The pattern recognition receptor RIG-I is critical for Type-I interferon production. However, the global regulation of RIG-I signaling is only partially understood. Using a human genome-wide RNAi-screen, we identified 226 novel regulatory proteins of RIG-I mediated interferon-β production. Furthermore, the screen identified a metabolic pathway that synthesizes the inositol pyrophosphate 1-IP7 as a previously unrecognized positive regulator of interferon production. Detailed genetic and biochemical experiments demonstrated that the kinase activities of IPPK, PPIP5K1 and PPIP5K2 (which convert IP5 to1-IP7) were critical for both interferon induction, and the control of cellular infection by Sendai and influenza A viruses. Conversely, ectopically expressed inositol pyrophosphate-hydrolases DIPPs attenuated interferon transcription. Mechanistic experiments in intact cells revealed that the expression of IPPK, PPIP5K1 and PPIP5K2 was needed for the phosphorylation and activation of IRF3, a transcription factor for interferon. The addition of purified individual inositol pyrophosphates to a cell free reconstituted RIG-I signaling assay further identified 1-IP7 as an essential component required for IRF3 activation. The inositol pyrophosphate may act by β-phosphoryl transfer, since its action was not recapitulated by a synthetic phosphonoacetate analogue of 1-IP7. This study thus identified several novel regulators of RIG-I, and a new role for inositol pyrophosphates in augmenting innate immune responses to viral infection that may have therapeutic applications.

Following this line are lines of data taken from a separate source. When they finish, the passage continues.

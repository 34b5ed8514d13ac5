//! rebar3 build driver.
//!
//! This module holds the pieces the build sequence is assembled from: the
//! per-build context, event reporting and rebar3 command construction.

pub mod context;
pub mod errors;
pub mod events;
pub mod rebar3;

pub use context::BuildContext;
pub use errors::BuildError;
pub use events::{BuildEvent, BuildPhase, EventSink, NullSink, RecordingSink};
pub use rebar3::{build_command, release_dir, Rebar3Locator, Verb};
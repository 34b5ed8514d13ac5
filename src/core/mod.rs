//! Core data structures.
//!
//! - `rebar.config` dependency extraction
//! - Package metadata shared with the workspace orchestrator

pub mod manifest;
pub mod metadata;

pub use manifest::{extract_dependencies, is_rebar3_project, RebarConfig, MANIFEST_NAME};
pub use metadata::{Dependencies, DependencyKind, PackageMetadata};

/// Ecosystem type tag for rebar3 packages.
pub const PACKAGE_TYPE: &str = "rebar3";
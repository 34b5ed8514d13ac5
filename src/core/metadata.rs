//! Package metadata shared with the workspace orchestrator.
//!
//! The orchestrator owns a `PackageMetadata` per candidate directory and lets
//! each identification extension fill it in.

use std::collections::BTreeSet;
use std::fmt;
use std::path::{Path, PathBuf};

use serde::Serialize;

/// Kind of dependency edge.
#[derive(Debug, Clone, Copy, PartialEq, Eq, Hash, PartialOrd, Ord, Serialize)]
#[serde(rename_all = "lowercase")]
pub enum DependencyKind {
    Build,
    Run,
    Test,
}

impl fmt::Display for DependencyKind {
    fn fmt(&self, f: &mut fmt::Formatter<'_>) -> fmt::Result {
        match self {
            DependencyKind::Build => write!(f, "build"),
            DependencyKind::Run => write!(f, "run"),
            DependencyKind::Test => write!(f, "test"),
        }
    }
}

/// Dependency sets by kind.
#[derive(Debug, Clone, Default, PartialEq, Eq, Serialize)]
pub struct Dependencies {
    pub build: BTreeSet<String>,
    pub run: BTreeSet<String>,
    pub test: BTreeSet<String>,
}

impl Dependencies {
    /// Get the mutable set for a dependency kind.
    pub fn get_mut(&mut self, kind: DependencyKind) -> &mut BTreeSet<String> {
        match kind {
            DependencyKind::Build => &mut self.build,
            DependencyKind::Run => &mut self.run,
            DependencyKind::Test => &mut self.test,
        }
    }

    /// Union `names` into the set for `kind`. Existing entries are kept.
    pub fn extend<I, S>(&mut self, kind: DependencyKind, names: I)
    where
        I: IntoIterator<Item = S>,
        S: Into<String>,
    {
        self.get_mut(kind).extend(names.into_iter().map(Into::into));
    }

    /// All dependency names regardless of kind.
    pub fn all(&self) -> BTreeSet<&str> {
        self.build
            .iter()
            .chain(&self.run)
            .chain(&self.test)
            .map(String::as_str)
            .collect()
    }
}

/// Metadata for one candidate package directory.
#[derive(Debug, Clone, PartialEq, Eq, Serialize)]
pub struct PackageMetadata {
    /// Package directory
    pub path: PathBuf,

    /// Ecosystem type tag (e.g. `rebar3`), if already decided
    #[serde(rename = "type")]
    pub package_type: Option<String>,

    /// Package name, if already decided
    pub name: Option<String>,

    /// Declared dependencies
    pub dependencies: Dependencies,
}

impl PackageMetadata {
    /// Create empty metadata for a directory.
    pub fn new(path: impl Into<PathBuf>) -> Self {
        PackageMetadata {
            path: path.into(),
            package_type: None,
            name: None,
            dependencies: Dependencies::default(),
        }
    }

    /// Pin the metadata to an ecosystem type before identification.
    pub fn with_type(mut self, package_type: impl Into<String>) -> Self {
        self.package_type = Some(package_type.into());
        self
    }

    /// Get the package directory.
    pub fn path(&self) -> &Path {
        &self.path
    }

    /// Whether an identification extension claimed this package.
    pub fn is_identified(&self) -> bool {
        self.package_type.is_some() && self.name.is_some()
    }
}
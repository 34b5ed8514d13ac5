//! Command implementations

pub mod build;
pub mod completions;
pub mod identify;
pub mod scan;
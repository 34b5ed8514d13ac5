//! Package identification.

use std::path::{Path, PathBuf};

use thiserror::Error;
use tracing::debug;

use crate::core::manifest::{is_rebar3_project, ManifestError, RebarConfig, MANIFEST_NAME};
use crate::core::metadata::{DependencyKind, PackageMetadata};
use crate::core::PACKAGE_TYPE;

/// Fatal identification error. Aborts the whole identification pass.
#[derive(Debug, Error)]
pub enum IdentifyError {
    #[error("failed to extract rebar3 package information from \"{}\"", path.display())]
    ExtractionFailed {
        path: PathBuf,
        #[source]
        source: ManifestError,
    },

    #[error("cannot derive a package name from \"{}\"", path.display())]
    InvalidName { path: PathBuf },
}

/// An identification extension.
///
/// Returns `Ok(true)` when it claimed the package, `Ok(false)` when the
/// package is not of its type. Claiming mutates `metadata` additively.
pub trait PackageIdentification: Send + Sync {
    /// Ecosystem type tag this extension assigns.
    fn package_type(&self) -> &'static str;

    fn identify(&self, metadata: &mut PackageMetadata) -> Result<bool, IdentifyError>;
}

/// Identifies rebar3 packages by their `rebar.config`.
#[derive(Debug, Default, Clone, Copy)]
pub struct Rebar3Identification;

impl PackageIdentification for Rebar3Identification {
    fn package_type(&self) -> &'static str {
        PACKAGE_TYPE
    }

    fn identify(&self, metadata: &mut PackageMetadata) -> Result<bool, IdentifyError> {
        if let Some(ref ty) = metadata.package_type {
            if ty != self.package_type() {
                return Ok(false);
            }
        }

        if !is_rebar3_project(&metadata.path) {
            return Ok(false);
        }
        let rebar_config = metadata.path.join(MANIFEST_NAME);

        let data = RebarConfig::from_path(&rebar_config).map_err(|source| {
            IdentifyError::ExtractionFailed {
                path: absolute(&rebar_config),
                source,
            }
        })?;

        // The name always comes from the directory, never from the manifest
        let name = directory_name(&metadata.path)?;
        metadata.package_type = Some(self.package_type().to_string());
        metadata.name = Some(name);
        metadata
            .dependencies
            .extend(DependencyKind::Build, data.depends.iter().cloned());
        metadata
            .dependencies
            .extend(DependencyKind::Run, data.depends.iter().cloned());

        debug!(
            name = metadata.name.as_deref().unwrap_or_default(),
            dependencies = data.depends.len(),
            "identified rebar3 package"
        );
        Ok(true)
    }
}

/// Identify the directory at `path` as a fresh, unpinned candidate.
pub fn identify_path(path: &Path) -> Result<Option<PackageMetadata>, IdentifyError> {
    let mut metadata = PackageMetadata::new(path);
    if Rebar3Identification.identify(&mut metadata)? {
        Ok(Some(metadata))
    } else {
        Ok(None)
    }
}

/// Final segment of the resolved directory path.
///
/// Resolving first turns `.` and `..` into a real segment. A path with no
/// usable final segment (such as `/`) cannot name a package.
fn directory_name(path: &Path) -> Result<String, IdentifyError> {
    let resolved = std::fs::canonicalize(path).unwrap_or_else(|_| absolute(path));
    match resolved.file_name().and_then(|n| n.to_str()) {
        Some(name) if !name.is_empty() => Ok(name.to_string()),
        _ => Err(IdentifyError::InvalidName { path: resolved }),
    }
}

fn absolute(path: &Path) -> PathBuf {
    std::path::absolute(path).unwrap_or_else(|_| path.to_path_buf())
}
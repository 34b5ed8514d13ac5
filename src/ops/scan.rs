//! Workspace scan - find rebar3 packages under a root and order them.
//!
//! Directories that are hidden, named `_build` or `target`, or contain a
//! `COLCON_IGNORE` file are skipped. Identified package directories are not
//! descended into.

use std::collections::{BTreeMap, BTreeSet, HashMap};
use std::path::{Path, PathBuf};

use petgraph::graph::{DiGraph, NodeIndex};
use petgraph::Direction;
use thiserror::Error;
use tracing::{debug, trace};
use walkdir::WalkDir;

use crate::core::metadata::PackageMetadata;
use crate::ops::identify::{identify_path, IdentifyError};

/// File that excludes a directory tree from scanning.
pub const IGNORE_MARKER: &str = "COLCON_IGNORE";

const SKIPPED_DIRS: &[&str] = &["_build", "target"];

#[derive(Debug, Error)]
pub enum ScanError {
    #[error(transparent)]
    Identify(#[from] IdentifyError),

    #[error("failed to walk `{}`", root.display())]
    Walk {
        root: PathBuf,
        #[source]
        source: walkdir::Error,
    },

    #[error("duplicate package `{name}` in `{}` and `{}`", first.display(), second.display())]
    DuplicatePackage {
        name: String,
        first: PathBuf,
        second: PathBuf,
    },

    #[error("dependency cycle between packages: {}", packages.join(", "))]
    Cycle { packages: Vec<String> },
}

/// Packages found in a workspace and their internal dependency edges.
#[derive(Debug, Clone)]
pub struct PackageGraph {
    /// Edge `a -> b` means `b` depends on `a`
    graph: DiGraph<String, ()>,
    nodes: HashMap<String, NodeIndex>,
    packages: BTreeMap<String, PackageMetadata>,
}

impl PackageGraph {
    /// Build the graph over `packages`, keeping only edges between them.
    pub fn new(packages: Vec<PackageMetadata>) -> Result<Self, ScanError> {
        let mut by_name: BTreeMap<String, PackageMetadata> = BTreeMap::new();
        for package in packages {
            let name = package.name.clone().unwrap_or_default();
            if let Some(existing) = by_name.get(&name) {
                return Err(ScanError::DuplicatePackage {
                    name,
                    first: existing.path.clone(),
                    second: package.path,
                });
            }
            by_name.insert(name, package);
        }

        let mut graph = DiGraph::new();
        let mut nodes = HashMap::new();
        for name in by_name.keys() {
            nodes.insert(name.clone(), graph.add_node(name.clone()));
        }
        for (name, package) in &by_name {
            for dep in package.dependencies.all() {
                if let Some(&from) = nodes.get(dep) {
                    if dep != name.as_str() {
                        graph.update_edge(from, nodes[name], ());
                    }
                }
            }
        }

        Ok(PackageGraph {
            graph,
            nodes,
            packages: by_name,
        })
    }

    pub fn len(&self) -> usize {
        self.packages.len()
    }

    pub fn is_empty(&self) -> bool {
        self.packages.is_empty()
    }

    pub fn get(&self, name: &str) -> Option<&PackageMetadata> {
        self.packages.get(name)
    }

    /// Workspace packages that `name` directly depends on, sorted.
    pub fn workspace_dependencies(&self, name: &str) -> Vec<&str> {
        let Some(&node) = self.nodes.get(name) else {
            return Vec::new();
        };
        let mut deps: Vec<&str> = self
            .graph
            .neighbors_directed(node, Direction::Incoming)
            .map(|n| self.graph[n].as_str())
            .collect();
        deps.sort_unstable();
        deps
    }

    /// Packages with dependencies before dependents; ties break by name.
    pub fn build_order(&self) -> Result<Vec<&PackageMetadata>, ScanError> {
        let mut in_degree: HashMap<NodeIndex, usize> = self
            .graph
            .node_indices()
            .map(|n| (n, self.graph.neighbors_directed(n, Direction::Incoming).count()))
            .collect();

        let mut ready: BTreeSet<&str> = in_degree
            .iter()
            .filter(|(_, &d)| d == 0)
            .map(|(&n, _)| self.graph[n].as_str())
            .collect();

        let mut order = Vec::with_capacity(self.packages.len());
        while let Some(name) = ready.pop_first() {
            order.push(&self.packages[name]);
            let node = self.nodes[name];
            for dependent in self.graph.neighbors_directed(node, Direction::Outgoing) {
                if let Some(d) = in_degree.get_mut(&dependent) {
                    *d -= 1;
                    if *d == 0 {
                        ready.insert(self.graph[dependent].as_str());
                    }
                }
            }
            in_degree.remove(&node);
        }

        if !in_degree.is_empty() {
            let mut packages: Vec<String> = in_degree
                .keys()
                .map(|&n| self.graph[n].clone())
                .collect();
            packages.sort();
            return Err(ScanError::Cycle { packages });
        }

        Ok(order)
    }
}

fn is_skipped(path: &Path, root: &Path) -> bool {
    if path == root {
        return false;
    }
    let name = path
        .file_name()
        .map(|n| n.to_string_lossy())
        .unwrap_or_default();
    name.starts_with('.') || SKIPPED_DIRS.contains(&name.as_ref()) || path.join(IGNORE_MARKER).exists()
}

/// Identify every rebar3 package under `root`.
///
/// An identification error aborts the scan.
pub fn scan_packages(root: &Path) -> Result<Vec<PackageMetadata>, ScanError> {
    let mut packages = Vec::new();
    let mut walker = WalkDir::new(root)
        .follow_links(false)
        .sort_by_file_name()
        .into_iter();

    while let Some(entry) = walker.next() {
        let entry = entry.map_err(|source| ScanError::Walk {
            root: root.to_path_buf(),
            source,
        })?;
        if !entry.file_type().is_dir() {
            continue;
        }
        if is_skipped(entry.path(), root) {
            trace!(path = %entry.path().display(), "skipping");
            walker.skip_current_dir();
            continue;
        }

        if let Some(metadata) = identify_path(entry.path())? {
            debug!(path = %entry.path().display(), "found package");
            packages.push(metadata);
            walker.skip_current_dir();
        }
    }

    Ok(packages)
}

/// Scan `root` and order the packages found for building.
pub fn scan_workspace(root: &Path) -> Result<PackageGraph, ScanError> {
    let graph = PackageGraph::new(scan_packages(root)?)?;
    // Surface cycles at scan time
    graph.build_order()?;
    Ok(graph)
}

The innate immune system is critical for viral infection control by host organisms. The type I interferons are a family of major antiviral cytokines produced upon the activation of innate immune pattern recognition receptors (PRRs) by viruses. The RIG-I is a major PRR that uniquely detects RNA viruses within the cytoplasm. In this study, we aimed to discover cellular genes and pathways that play regulatory roles in the transcriptional induction of type I interferon-β (IFNβ). Using a human genome wide RNA interference (RNAi) screening, we identified 226 genes whose expression is important for proper IFNβ production. Through bioinformatics-based mining of the RNAi screen results, we identified that the cellular pathway synthesizing inositol pyrophosphates, a class of inositol phosphates with high-energy diphosphates, is a key positive regulator of RIG-I mediated IFNβ production. The kinases IPPK, PPIP5K1 and PPIP5K2, that synthesize inositol pyrophosphate 1-IP7, regulated IFNβ response in a catalytically dependent manner. Mechanistic studies identified that 1-IP7 synthesis pathway was needed for efficient phosphorylation of IRF3. The DIPP family of inositol pyrophosphate hydrolases negatively regulated the IFNβ response, upon ectopic expression. In summary, this study generated a global view of the regulation of RIG-I signaling, and identified inositol pyrophosphates as important regulators of antiviral response.